But I am also someone who’s been a longtime entrepreneur. My most recent venture is the Real Mentors Network. Mentoring is something that I’m particularly passionate about, and so we’ve built a platform that brings mentors and mentees together. All of this work is really built upon the work that I’ve done in the last 20 years around building thriving teams and healthy organizations. I’m really helping organizations explore concepts of culture to create thriving cultures and productive and effective leaders.
And so I’m happy to be here today to talk about my own entrepreneurial journey.
Larry Baker: Fantastic, Tamara. Thank you and Alisa for being with us today, and I really wanna dig into that last statement that you just made, Tamara. So since you are here and excited to share your entrepreneurial story, I’m gonna ask that you kick us off and maybe tell us some things that might have motivated you to have this mindset. Tell us a little bit about your story and then some of those motivations, if you would.
Tamara Thorpe: Thanks. It was a blessing and a curse; I grew up with parents who were entrepreneurs, and so that exposed me at a very early age to what it’s like to have an idea and realize it into a business and also know that that experience comes with highs and lows.
But I think for me, growing up seeing that exemplified in both my mom and my dad were really modeled for me what I have loved about being an entrepreneur: the creativity and the innovation and the autonomy and independence. For me, it was always a matter of having my own business. It wasn’t will I, it was really just a matter of when.
When I was doing my undergraduate—while I thought about all the possible careers—I had always had a vision for being an entrepreneur. So even in my first career when I was teaching I had also started my own event planning business. And that was really the beginning of always kinda having a side hustle.
Then it was in 2011 that I really made a commitment to having a business that I was focusing all my efforts and energy into, and that’s when I started my work as the Millennials Mentor, where I was providing coaching and training to really support the next generation of leaders.
But it really was that inspiration of having entrepreneurs model that journey.
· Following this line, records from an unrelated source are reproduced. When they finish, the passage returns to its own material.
// src/tests/helpers_tests.rs

//! tests for `readers/helpers.rs`

use crate::readers::helpers::{expand_home, normalize_path, path_to_fpath};

use std::path::Path;

#[test]
fn test_expand_home() {
    let home = match std::env::var("HOME") {
        Ok(home) => home,
        Err(_) => return,
    };
    assert_eq!(expand_home("~"), home);
    assert_eq!(expand_home("~/logs/a.log"), format!("{}/logs/a.log", home));
}

#[test]
fn test_expand_home_unchanged() {
    assert_eq!(expand_home("/var/log/a.log"), "/var/log/a.log");
    assert_eq!(expand_home("logs/~a.log"), "logs/~a.log");
    assert_eq!(expand_home("~user/a.log"), "~user/a.log");
}

#[test]
fn test_normalize_path_absolute() {
    assert_eq!(normalize_path("/var/log/a.log"), "/var/log/a.log");
}

#[test]
fn test_normalize_path_relative() {
    let cwd = std::env::current_dir().unwrap();
    let expect = path_to_fpath(&cwd.join("logs/a.log"));
    assert_eq!(normalize_path("logs/a.log"), expect);
    assert!(Path::new(&normalize_path("a.log")).is_absolute());
}
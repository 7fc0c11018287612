// src/tests/config_tests.rs

//! tests for `config.rs`

use crate::common::FPath;
use crate::config::{Config, ConfigError, SERVER_PID_DEFAULT};
use crate::data::datetime::{FixedOffset, TZ_OFFSET_SERVER};
use crate::debug::helpers::{create_temp_dir, create_temp_file, ntf_fpath, tmpdir_fpath, RecordingSink};
use crate::printer::diag::DiagLevel;

use std::path::Path;

const CONFIG_FULL: &str = r#"
[server]
input = "/var/log/access.log"
pid = "42"
device = "ua-1"
output = "/tmp/server_output.txt"

[local]
input = "/var/log/events.log"
output = "/tmp/local_output.txt"
tz_offset = "-05:00"
"#;

fn fpath(path: &str) -> FPath {
    FPath::from(path)
}

#[test]
fn test_config_default() {
    let config = Config::default();
    assert_eq!(config.server_pid, SERVER_PID_DEFAULT);
    assert_eq!(config.server_device, None);
    assert_eq!(config.local_tz_offset, *TZ_OFFSET_SERVER);
}

#[test]
fn test_config_load_str_full() {
    let mut config = Config::default();
    config.load_str(CONFIG_FULL, &fpath("logrecon.toml")).unwrap();
    assert_eq!(config.server_input, "/var/log/access.log");
    assert_eq!(config.server_pid, "42");
    assert_eq!(config.server_device.as_deref(), Some("ua-1"));
    assert_eq!(config.server_output, "/tmp/server_output.txt");
    assert_eq!(config.local_input, "/var/log/events.log");
    assert_eq!(config.local_output, "/tmp/local_output.txt");
    assert_eq!(config.local_tz_offset, FixedOffset::west_opt(5 * 3600).unwrap());
}

#[test]
fn test_config_load_str_optional_keys() {
    let content = r#"
[server]
input = "/a"
pid = "42"
device = ""
output = "/b"

[local]
input = "/c"
output = "/d"
"#;
    let mut config = Config::default();
    config.load_str(content, &fpath("logrecon.toml")).unwrap();
    // empty device means any device
    assert_eq!(config.server_device, None);
    assert_eq!(config.local_tz_offset, *TZ_OFFSET_SERVER);
}

#[test]
fn test_config_load_str_relative_path() {
    let content = r#"
[server]
input = "access.log"
pid = "42"
output = "/b"

[local]
input = "/c"
output = "/d"
"#;
    let mut config = Config::default();
    config.load_str(content, &fpath("logrecon.toml")).unwrap();
    let input = Path::new(&config.server_input);
    assert!(input.is_absolute(), "{:?}", input);
    assert!(input.ends_with("access.log"), "{:?}", input);
}

/// values applied before the missing key are kept
#[test]
fn test_config_load_str_missing_key() {
    let content = r#"
[server]
input = "/a"
output = "/b"
"#;
    let mut config = Config::default();
    let result = config.load_str(content, &fpath("logrecon.toml"));
    assert!(matches!(result, Err(ConfigError::MissingKey("server", "pid"))), "{:?}", result);
    assert_eq!(config.server_input, "/a");
    assert_eq!(config.server_pid, SERVER_PID_DEFAULT);
    assert_eq!(config.server_output, Config::default().server_output);
}

#[test]
fn test_config_load_str_missing_section() {
    let content = r#"
[server]
input = "/a"
pid = "42"
output = "/b"
"#;
    let mut config = Config::default();
    let result = config.load_str(content, &fpath("logrecon.toml"));
    assert!(matches!(result, Err(ConfigError::MissingKey("local", "input"))), "{:?}", result);
    assert_eq!(config.server_pid, "42");
}

#[test]
fn test_config_load_str_bad_tz_offset() {
    let content = CONFIG_FULL.replace("-05:00", "noon");
    let mut config = Config::default();
    let result = config.load_str(&content, &fpath("logrecon.toml"));
    assert!(matches!(&result, Err(ConfigError::BadTzOffset(value)) if value == "noon"), "{:?}", result);
    assert_eq!(config.local_tz_offset, *TZ_OFFSET_SERVER);
    assert_eq!(config.local_output, "/tmp/local_output.txt");
}

#[test]
fn test_config_load_str_not_toml() {
    let mut config = Config::default();
    let result = config.load_str("[server\ninput = ", &fpath("logrecon.toml"));
    assert!(matches!(result, Err(ConfigError::Parse(_, _))), "{:?}", result);
    assert_eq!(config, Config::default());
}

#[test]
fn test_config_load_str_wrong_type() {
    let mut config = Config::default();
    let result = config.load_str("[server]\npid = 42\n", &fpath("logrecon.toml"));
    assert!(matches!(result, Err(ConfigError::Parse(_, _))), "{:?}", result);
}

#[test]
fn test_config_load_file() {
    let ntf = create_temp_file(CONFIG_FULL);
    let diag = RecordingSink::new(DiagLevel::Info);
    let mut config = Config::default();
    config.load(&ntf_fpath(&ntf), &diag).unwrap();
    assert_eq!(config.server_pid, "42");
    assert_eq!(diag.count(DiagLevel::Error), 0);
}

#[test]
fn test_config_load_file_not_found() {
    let tmpdir = create_temp_dir();
    let path = tmpdir_fpath(&tmpdir, "logrecon.toml");
    let diag = RecordingSink::new(DiagLevel::Info);
    let mut config = Config::default();
    let result = config.load(&path, &diag);
    assert!(matches!(result, Err(ConfigError::Read(_, _))), "{:?}", result);
    assert_eq!(config, Config::default());
    assert_eq!(diag.count(DiagLevel::Error), 1);
    assert!(diag.contains(DiagLevel::Error, "Something went wrong with the config file"));
}

#[test]
fn test_config_error_display() {
    let err = ConfigError::MissingKey("local", "output");
    let message = err.to_string();
    assert!(message.contains("output"), "{}", message);
    assert!(message.contains("[local]"), "{}", message);
}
I know for myself, I feel like I have of been very prepared for the highs and lows that come with being an entrepreneur.
Larry Baker: Tamara, thank you so much for that insight. You reiterated the old cliche that “how can they be it if they don’t see it?” So because that was modeled for you by your parents, it was almost like you said, not if but when you were going to become an entrepreneur. Thank you so much for sharing.
Alisa, it’s your turn. I know you touched upon it a little bit earlier how as a very young person you were selling bracelets, but let’s dig into your entrepreneurial story. Tell us what motivated you to become an entrepreneur.
Alisa Kolodizner: Sure, and thank you as well for asking that question and for also holding space for this conversation.
It’s interesting because it took me a little bit to truly pinpoint where did that entrepreneurial influence come from. My family and I immigrated from the former Soviet Union. I came here as a child, and that really was true entrepreneurship. My family came to the United States, each of them with a suitcase, and they started over.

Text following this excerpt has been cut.